La traducción, aunque parezca una cuestión técnica, es cualquier cosa menos… (Ningún fragmento puede ser clonado en otro idioma, apenas imitado”, dice Gregory Rabassa). Es un tipo de lectura tan empática y transitiva que el resultado es una obra completamente nueva; es intuición, nervio e impaciencia (en mi caso, mi verdadera musa).
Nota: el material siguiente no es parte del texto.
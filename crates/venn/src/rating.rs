//! Per-region ratings on a 1 to 5 scale.
//!
//! Ratings are independent of geometry: they never influence region counting
//! or catalog applicability, and only appear in the report.

use std::{collections::HashMap, fmt};

use log::debug;

use venn_core::identifier::Id;

use crate::error::VennError;

/// A rating between [`Rating::MIN`] and [`Rating::MAX`].
#[derive(Debug, Clone, Copy, PartialEq, Eq, Hash, PartialOrd, Ord)]
pub struct Rating(u8);

impl Rating {
    pub const MIN: i32 = 1;
    pub const MAX: i32 = 5;

    /// Returns `None` for values outside the scale.
    pub fn new(value: i32) -> Option<Self> {
        (Self::MIN..=Self::MAX)
            .contains(&value)
            .then(|| Self(value as u8))
    }

    pub fn value(self) -> u8 {
        self.0
    }
}

impl fmt::Display for Rating {
    fn fmt(&self, f: &mut fmt::Formatter<'_>) -> fmt::Result {
        write!(f, "{}", self.0)
    }
}

/// Ratings keyed by region id. Missing entries are unset.
#[derive(Debug, Clone, Default)]
pub struct Ratings {
    entries: HashMap<Id, Rating>,
}

impl Ratings {
    pub fn new() -> Self {
        Self::default()
    }

    /// Overwrites the rating of `id`.
    ///
    /// # Errors
    ///
    /// Returns [`VennError::InvalidRating`] for values outside 1..=5; the
    /// previous rating is kept.
    pub fn set(&mut self, id: Id, value: i32) -> Result<Rating, VennError> {
        let rating = Rating::new(value).ok_or(VennError::InvalidRating { id, value })?;
        self.entries.insert(id, rating);
        debug!(id:% = id, rating = rating.value(); "Rating set");
        Ok(rating)
    }

    /// Resets `id` to unset, returning the previous rating.
    pub fn clear(&mut self, id: Id) -> Option<Rating> {
        self.entries.remove(&id)
    }

    pub fn get(&self, id: Id) -> Option<Rating> {
        self.entries.get(&id).copied()
    }

    pub fn len(&self) -> usize {
        self.entries.len()
    }

    pub fn is_empty(&self) -> bool {
        self.entries.is_empty()
    }
}

#[cfg(test)]
mod tests {
    use super::*;

    #[test]
    fn test_rating_range() {
        assert_eq!(Rating::new(1).map(Rating::value), Some(1));
        assert_eq!(Rating::new(5).map(Rating::value), Some(5));
        assert!(Rating::new(0).is_none());
        assert!(Rating::new(6).is_none());
        assert!(Rating::new(-3).is_none());
    }

    #[test]
    fn test_set_overwrites() {
        let mut ratings = Ratings::new();
        let id = Id::new("agile");

        ratings.set(id, 2).unwrap();
        ratings.set(id, 4).unwrap();

        assert_eq!(ratings.get(id).map(Rating::value), Some(4));
        assert_eq!(ratings.len(), 1);
    }

    #[test]
    fn test_invalid_value_keeps_previous() {
        let mut ratings = Ratings::new();
        let id = Id::new("agile");
        ratings.set(id, 3).unwrap();

        let err = ratings.set(id, 9).unwrap_err();
        assert!(matches!(err, VennError::InvalidRating { value: 9, .. }));
        assert_eq!(ratings.get(id).map(Rating::value), Some(3));
    }

    #[test]
    fn test_clear() {
        let mut ratings = Ratings::new();
        let id = Id::new("change");
        ratings.set(id, 1).unwrap();

        assert_eq!(ratings.clear(id).map(Rating::value), Some(1));
        assert!(ratings.get(id).is_none());
        assert!(ratings.clear(id).is_none());
        assert!(ratings.is_empty());
    }
}
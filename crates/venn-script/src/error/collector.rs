//! Accumulates diagnostics across a whole script.

use crate::error::{Diagnostic, ParseError};

/// Collects diagnostics and remembers whether any of them is an error.
#[derive(Debug, Default)]
pub struct DiagnosticCollector {
    diagnostics: Vec<Diagnostic>,
    has_errors: bool,
}

impl DiagnosticCollector {
    pub fn new() -> Self {
        Self::default()
    }

    pub fn emit(&mut self, diagnostic: Diagnostic) {
        if diagnostic.severity().is_error() {
            self.has_errors = true;
        }
        self.diagnostics.push(diagnostic);
    }

    /// `Err` with every collected diagnostic if at least one is an error.
    pub fn finish(self) -> Result<(), ParseError> {
        if self.has_errors {
            Err(ParseError::new(self.diagnostics))
        } else {
            Ok(())
        }
    }
}
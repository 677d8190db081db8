//! The core diagnostic type.

use std::fmt;

use crate::{
    error::{ErrorCode, Label, Severity},
    span::Span,
};

/// A single error or warning about a script.
///
/// Rendered by the CLI roughly as:
///
/// ```text
/// warning[E200]: unknown region `intnet`
///   --> session.venn:3:7
///    |
///  3 | click intnet
///    |       ^^^^^^ not a region of this diagram
///    |
///    = help: known regions: agile, change, cultural, intent, leadership, robust
/// ```
#[derive(Debug, Clone)]
pub struct Diagnostic {
    severity: Severity,
    code: Option<ErrorCode>,
    message: String,
    labels: Vec<Label>,
    help: Option<String>,
}

impl Diagnostic {
    pub fn error(message: impl Into<String>) -> Self {
        Self::new(Severity::Error, message)
    }

    pub fn warning(message: impl Into<String>) -> Self {
        Self::new(Severity::Warning, message)
    }

    pub fn severity(&self) -> Severity {
        self.severity
    }

    pub fn code(&self) -> Option<ErrorCode> {
        self.code
    }

    pub fn message(&self) -> &str {
        &self.message
    }

    pub fn labels(&self) -> &[Label] {
        &self.labels
    }

    pub fn help(&self) -> Option<&str> {
        self.help.as_deref()
    }

    pub fn with_code(mut self, code: ErrorCode) -> Self {
        self.code = Some(code);
        self
    }

    /// Adds the primary label.
    pub fn with_label(mut self, span: Span, message: impl Into<String>) -> Self {
        self.labels.push(Label::primary(span, message));
        self
    }

    pub fn with_secondary_label(mut self, span: Span, message: impl Into<String>) -> Self {
        self.labels.push(Label::secondary(span, message));
        self
    }

    pub fn with_help(mut self, help: impl Into<String>) -> Self {
        self.help = Some(help.into());
        self
    }

    fn new(severity: Severity, message: impl Into<String>) -> Self {
        Self {
            severity,
            code: None,
            message: message.into(),
            labels: Vec::new(),
            help: None,
        }
    }
}

impl fmt::Display for Diagnostic {
    fn fmt(&self, f: &mut fmt::Formatter<'_>) -> fmt::Result {
        write!(f, "{}", self.severity)?;
        if let Some(code) = self.code {
            write!(f, "[{code}]")?;
        }
        write!(f, ": {}", self.message)
    }
}

impl std::error::Error for Diagnostic {}
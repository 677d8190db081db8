//! Layer-based rendering system for SVG output.
//!
//! Drawables do not emit SVG directly into a document; they tag each node with
//! a z-order layer so that, for example, every label is painted above every
//! translucent region fill regardless of region order.
//!
//! # Overview
//!
//! The layer system consists of:
//! - [`RenderLayer`]: An enum defining available rendering layers in order
//! - [`LayeredOutput`]: A structure for collecting SVG nodes by layer
//!
//! # Example
//!
//! ```
//! # use venn_core::draw::{RenderLayer, LayeredOutput};
//! # use svg::node::element::Rectangle;
//!
//! let mut output = LayeredOutput::new();
//!
//! // Add background element
//! let bg = Rectangle::new().set("fill", "white");
//! output.add_to_layer(RenderLayer::Background, Box::new(bg));
//!
//! // Add text element
//! let text = svg::node::element::Text::new("Hello");
//! output.add_to_layer(RenderLayer::Text, Box::new(text));
//!
//! // Render all layers in order
//! let svg_nodes = output.render();
//! ```

use svg::node::element as svg_element;

/// Type alias for boxed SVG nodes.
pub type SvgNode = Box<dyn svg::Node>;

/// Defines the rendering layers for SVG output.
///
/// Layers are rendered from bottom to top in the order defined by variant declaration.
#[derive(Debug, Clone, Copy, PartialEq, Eq, Hash, PartialOrd, Ord)]
pub enum RenderLayer {
    /// Canvas background - renders first
    Background,
    /// Axis grid lines and tick labels
    Grid,
    /// Region fills and outlines - default layer
    Region,
    /// Selection marker around the selected region
    Selection,
    /// Region labels
    Text,
}

impl RenderLayer {
    /// Returns a human-readable name for this layer.
    pub fn name(&self) -> &'static str {
        match self {
            Self::Background => "background",
            Self::Grid => "grid",
            Self::Region => "region",
            Self::Selection => "selection",
            Self::Text => "text",
        }
    }
}

/// SVG nodes tagged with the layer they belong to.
///
/// Nodes keep their insertion order within a layer; [`LayeredOutput::render`]
/// groups them into one `<g data-layer="...">` per non-empty layer, bottom first.
#[derive(Debug, Default)]
pub struct LayeredOutput {
    items: Vec<(RenderLayer, SvgNode)>,
}

impl LayeredOutput {
    pub fn new() -> Self {
        Self::default()
    }

    /// Appends a node to `layer`.
    pub fn add_to_layer(&mut self, layer: RenderLayer, node: SvgNode) {
        self.items.push((layer, node));
    }

    /// Appends every node of `other`, keeping its layer tags.
    pub fn merge(&mut self, other: LayeredOutput) {
        self.items.extend(other.items);
    }

    pub fn is_empty(&self) -> bool {
        self.items.is_empty()
    }

    /// Renders all layers to SVG groups, consuming the output.
    ///
    /// ```
    /// use venn_core::draw::{RenderLayer, LayeredOutput};
    /// # use svg::node::element::Rectangle;
    ///
    /// let mut output = LayeredOutput::new();
    /// output.add_to_layer(RenderLayer::Text, Box::new(Rectangle::new()));
    /// output.add_to_layer(RenderLayer::Background, Box::new(Rectangle::new()));
    /// output.add_to_layer(RenderLayer::Text, Box::new(Rectangle::new()));
    ///
    /// // Background first, then a single Text group
    /// assert_eq!(output.render().len(), 2);
    /// ```
    pub fn render(mut self) -> Vec<SvgNode> {
        if self.is_empty() {
            return Vec::new();
        }

        // Stable sort keeps insertion order inside each layer
        self.items.sort_by_key(|(layer, _)| *layer);

        let mut result = Vec::new();
        let mut current_layer = self.items[0].0;
        let mut current_group = svg_element::Group::new().set("data-layer", current_layer.name());

        for (layer, node) in self.items {
            if layer != current_layer {
                result.push(Box::new(current_group) as SvgNode);
                current_layer = layer;
                current_group = svg_element::Group::new().set("data-layer", layer.name());
            }

            current_group = current_group.add(node);
        }

        result.push(Box::new(current_group) as SvgNode);

        result
    }
}

#[cfg(test)]
mod tests {
    use svg::node::element::Rectangle;

    use super::*;

    #[test]
    fn test_layered_output_new_is_empty() {
        let output = LayeredOutput::new();
        assert!(output.is_empty());
        assert!(output.render().is_empty());
    }

    #[test]
    fn test_layered_output_merge_distinct_layers() {
        let mut output1 = LayeredOutput::new();
        output1.add_to_layer(RenderLayer::Region, Box::new(Rectangle::new()));

        let mut output2 = LayeredOutput::new();
        output2.add_to_layer(RenderLayer::Selection, Box::new(Rectangle::new()));

        output1.merge(output2);
        assert_eq!(output1.render().len(), 2);
    }

    #[test]
    fn test_layered_output_merge_same_layer() {
        let mut output1 = LayeredOutput::new();
        output1.add_to_layer(RenderLayer::Region, Box::new(Rectangle::new()));

        let mut output2 = LayeredOutput::new();
        output2.add_to_layer(RenderLayer::Region, Box::new(Rectangle::new()));

        output1.merge(output2);
        assert_eq!(output1.render().len(), 1);
    }

    #[test]
    fn test_layers_render_bottom_to_top() {
        let mut output = LayeredOutput::new();
        output.add_to_layer(RenderLayer::Text, Box::new(Rectangle::new()));
        output.add_to_layer(RenderLayer::Grid, Box::new(Rectangle::new()));
        output.add_to_layer(RenderLayer::Background, Box::new(Rectangle::new()));

        let rendered: Vec<String> = output.render().iter().map(|n| n.to_string()).collect();

        assert!(rendered[0].contains("data-layer=\"background\""));
        assert!(rendered[1].contains("data-layer=\"grid\""));
        assert!(rendered[2].contains("data-layer=\"text\""));
    }
}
Es acercarse a un imposible confeso, un encogerse de hombros y luego, simplemente, seguir adelante.

Quizás habría sido mejor si Grossman se hubiera parado frente a su joven público de Yale más a la manera del decano Swift y modestamente hubiera propuesto eliminar la traducción: ¿quién la extrañaría? ¿Quién necesita de esos traidores (des)escritores del inglés y parásitos sin talento de nuestra literatura vernácula en inglés, esos habilitadores de escritores con nombres impronunciables que terminan en vocales:¡abajo esos traficantes de acentos y tildes y diacríticos y umlauts!; la literatura debe atenerse a lo conocido; queremos autoría única y transparente y no ese pseudo-dúo fantasmagórico que incluye un traductor; queremos un solo nombre en la solapa de nuestro libro y en las páginas de créditos; el Nobel es un territorio extranjero y oscuro que existe para hacernos sentir inferiores al menos una vez al año y por lo tanto debe ser ignorado o, como diría un berlinés: “ni siquiera ignorado”.